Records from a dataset
######
//! CLI command implementations.
//!
//! Each subcommand has its own module with argument definitions and handlers.
//!
//! # Command Modules
//!
//! - [`config`] - Configuration management (path, show, init)
//! - [`locate`] - Block/lot lookup
//! - [`route`] - Walking route between two points
//! - [`simulate`] - Replay a fix script through a tracking session

pub mod common;
pub mod config;
pub mod locate;
pub mod route;
pub mod simulate;
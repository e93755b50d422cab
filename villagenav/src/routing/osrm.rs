//! OSRM walking router.
//!
//! Queries an OSRM server with the `foot` profile. The public demo server
//! needs no credential, which makes it the first choice in the chain.
//!
//! # URL Pattern
//!
//! `{base}/route/v1/foot/{lon1},{lat1};{lon2},{lat2}?overview=full&geometries=geojson`
//!
//! # Response
//!
//! ```json
//! {"code": "Ok", "routes": [{"geometry": {"coordinates": [[lon, lat], ...]},
//!   "distance": 412.3, "duration": 296.1}]}
//! ```

use std::time::Duration;

use serde::Deserialize;

use super::types::{
    validate_geometry, validate_summary, Route, RouteProvider, RouteStrategy, RoutingError,
};
use crate::geo::Coordinate;
use crate::http::AsyncHttpClient;

/// Public OSRM demo server.
pub const DEFAULT_OSRM_URL: &str = "https://router.project-osrm.org";

/// Default time budget for one OSRM request.
pub const DEFAULT_OSRM_TIMEOUT: Duration = Duration::from_secs(8);

#[derive(Debug, Deserialize)]
struct OsrmResponse {
    code: String,
    #[serde(default)]
    message: Option<String>,
    #[serde(default)]
    routes: Vec<OsrmRoute>,
}

#[derive(Debug, Deserialize)]
struct OsrmRoute {
    geometry: LineString,
    distance: f64,
    duration: f64,
}

#[derive(Debug, Deserialize)]
struct LineString {
    coordinates: Vec<[f64; 2]>,
}

/// Walking router backed by OSRM.
pub struct OsrmRouter<C: AsyncHttpClient> {
    http_client: C,
    base_url: String,
    timeout: Duration,
}

impl<C: AsyncHttpClient> OsrmRouter<C> {
    pub fn new(http_client: C, base_url: impl Into<String>, timeout: Duration) -> Self {
        Self {
            http_client,
            base_url: base_url.into().trim_end_matches('/').to_string(),
            timeout,
        }
    }

    fn build_url(&self, start: Coordinate, end: Coordinate) -> String {
        format!(
            "{}/route/v1/foot/{},{};{},{}?overview=full&geometries=geojson",
            self.base_url, start.longitude, start.latitude, end.longitude, end.latitude
        )
    }
}

/// Parse an OSRM route response body.
fn parse_response(body: &[u8]) -> Result<Route, RoutingError> {
    let response: OsrmResponse = serde_json::from_slice(body)
        .map_err(|e| RoutingError::InvalidResponse(format!("malformed OSRM payload: {}", e)))?;

    if response.code != "Ok" {
        return Err(RoutingError::InvalidResponse(format!(
            "OSRM returned {}: {}",
            response.code,
            response.message.unwrap_or_default()
        )));
    }

    let route = response
        .routes
        .into_iter()
        .next()
        .ok_or_else(|| RoutingError::InvalidResponse("OSRM returned no routes".to_string()))?;

    let coordinates = validate_geometry(&route.geometry.coordinates)?;
    validate_summary(route.distance, route.duration)?;

    Ok(Route {
        coordinates,
        distance_meters: route.distance,
        duration_seconds: route.duration,
        provider: RouteProvider::Primary,
    })
}

impl<C: AsyncHttpClient> RouteStrategy for OsrmRouter<C> {
    fn name(&self) -> &str {
        "OSRM"
    }

    fn tier(&self) -> RouteProvider {
        RouteProvider::Primary
    }

    fn timeout(&self) -> Option<Duration> {
        Some(self.timeout)
    }

    async fn route(&self, start: Coordinate, end: Coordinate) -> Result<Route, RoutingError> {
        let url = self.build_url(start, end);
        let body = self.http_client.get(&url).await?;
        parse_response(&body)
    }
}

#[cfg(test)]
mod tests {
    use super::*;
    use crate::http::tests::MockAsyncHttpClient;

    const OK_BODY: &str = r#"{
        "code": "Ok",
        "routes": [{
            "geometry": {"type": "LineString", "coordinates": [[120.9513, 14.3478], [120.9520, 14.3482], [120.9531, 14.3490]]},
            "distance": 240.5,
            "duration": 172.0,
            "legs": []
        }],
        "waypoints": []
    }"#;

    #[test]
    fn test_build_url() {
        let router = OsrmRouter::new(
            MockAsyncHttpClient::new(),
            "https://router.project-osrm.org/",
            DEFAULT_OSRM_TIMEOUT,
        );
        let url = router.build_url(Coordinate::new(120.95, 14.34), Coordinate::new(120.96, 14.35));
        assert_eq!(
            url,
            "https://router.project-osrm.org/route/v1/foot/120.95,14.34;120.96,14.35?overview=full&geometries=geojson"
        );
    }

    #[test]
    fn test_parse_ok_response() {
        let route = parse_response(OK_BODY.as_bytes()).unwrap();
        assert_eq!(route.provider, RouteProvider::Primary);
        assert_eq!(route.coordinates.len(), 3);
        assert_eq!(route.distance_meters, 240.5);
        assert_eq!(route.duration_seconds, 172.0);
    }

    #[test]
    fn test_parse_no_route() {
        let body = br#"{"code": "NoRoute", "message": "Impossible route between points", "routes": []}"#;
        assert!(matches!(
            parse_response(body),
            Err(RoutingError::InvalidResponse(msg)) if msg.contains("NoRoute")
        ));
    }

    #[test]
    fn test_parse_empty_routes() {
        let body = br#"{"code": "Ok", "routes": []}"#;
        assert!(matches!(
            parse_response(body),
            Err(RoutingError::InvalidResponse(_))
        ));
    }

    #[test]
    fn test_parse_malformed() {
        assert!(matches!(
            parse_response(b"<html>502</html>"),
            Err(RoutingError::InvalidResponse(_))
        ));
    }

    #[tokio::test]
    async fn test_route_via_client() {
        let client = MockAsyncHttpClient::new().respond("/route/v1/foot/", OK_BODY);
        let router = OsrmRouter::new(client.clone(), DEFAULT_OSRM_URL, DEFAULT_OSRM_TIMEOUT);

        let route = router
            .route(Coordinate::new(120.9513, 14.3478), Coordinate::new(120.9531, 14.3490))
            .await
            .unwrap();
        assert_eq!(route.provider, RouteProvider::Primary);
        assert_eq!(client.requests().len(), 1);
    }

    #[tokio::test]
    async fn test_route_http_status() {
        let client = MockAsyncHttpClient::new().fail_status("/route/", 500);
        let router = OsrmRouter::new(client, DEFAULT_OSRM_URL, DEFAULT_OSRM_TIMEOUT);

        let err = router
            .route(Coordinate::new(0.0, 0.0), Coordinate::new(0.1, 0.1))
            .await
            .unwrap_err();
        assert_eq!(err, RoutingError::HttpStatus(500));
    }
}
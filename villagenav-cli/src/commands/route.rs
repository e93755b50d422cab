//! Route command - resolve a walking route.

use villagenav::geo::Coordinate;
use villagenav::routing::{Route, RouteProvider};

use super::common::{print_json, print_route, DestinationArgs};
use crate::error::CliError;
use crate::runner::CliRunner;

/// Arguments for the route command.
pub struct RouteArgs {
    pub from: Option<Coordinate>,
    pub to: Option<Coordinate>,
    pub destination: DestinationArgs,
    pub json: bool,
}

/// Run the route command.
pub async fn run(runner: &CliRunner, args: RouteArgs) -> Result<(), CliError> {
    runner.log_startup("route");

    // No --from: start at the configured default position
    let from = args.from.unwrap_or_else(|| runner.config().default_position());

    let route = match (args.to, args.destination.id()) {
        (Some(to), _) => runner.resolver().resolve_route(from, to).await?,
        (None, Some(id)) => {
            let navigator = runner.navigator()?;
            let destination = navigator.set_destination(&id).await?;
            if !args.json {
                match &destination.label {
                    Some(label) => println!("Destination: {} ({})", id, label),
                    None => println!("Destination: {}", id),
                }
            }
            navigator.start(from).await?
        }
        (None, None) => {
            return Err(CliError::Config(
                "a destination is required: use --to LON,LAT or --block and --lot".to_string(),
            ))
        }
    };

    report(&route, args.json)
}

fn report(route: &Route, json: bool) -> Result<(), CliError> {
    if json {
        return print_json(route);
    }
    print_route(route);
    if route.provider == RouteProvider::Fallback {
        println!();
        println!("Routing services were unavailable; showing a straight line.");
    }
    Ok(())
}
######
### TRY IT
The answer should be only the number of lines in the data that include "project".

### RESULT FOR THIS TASK
3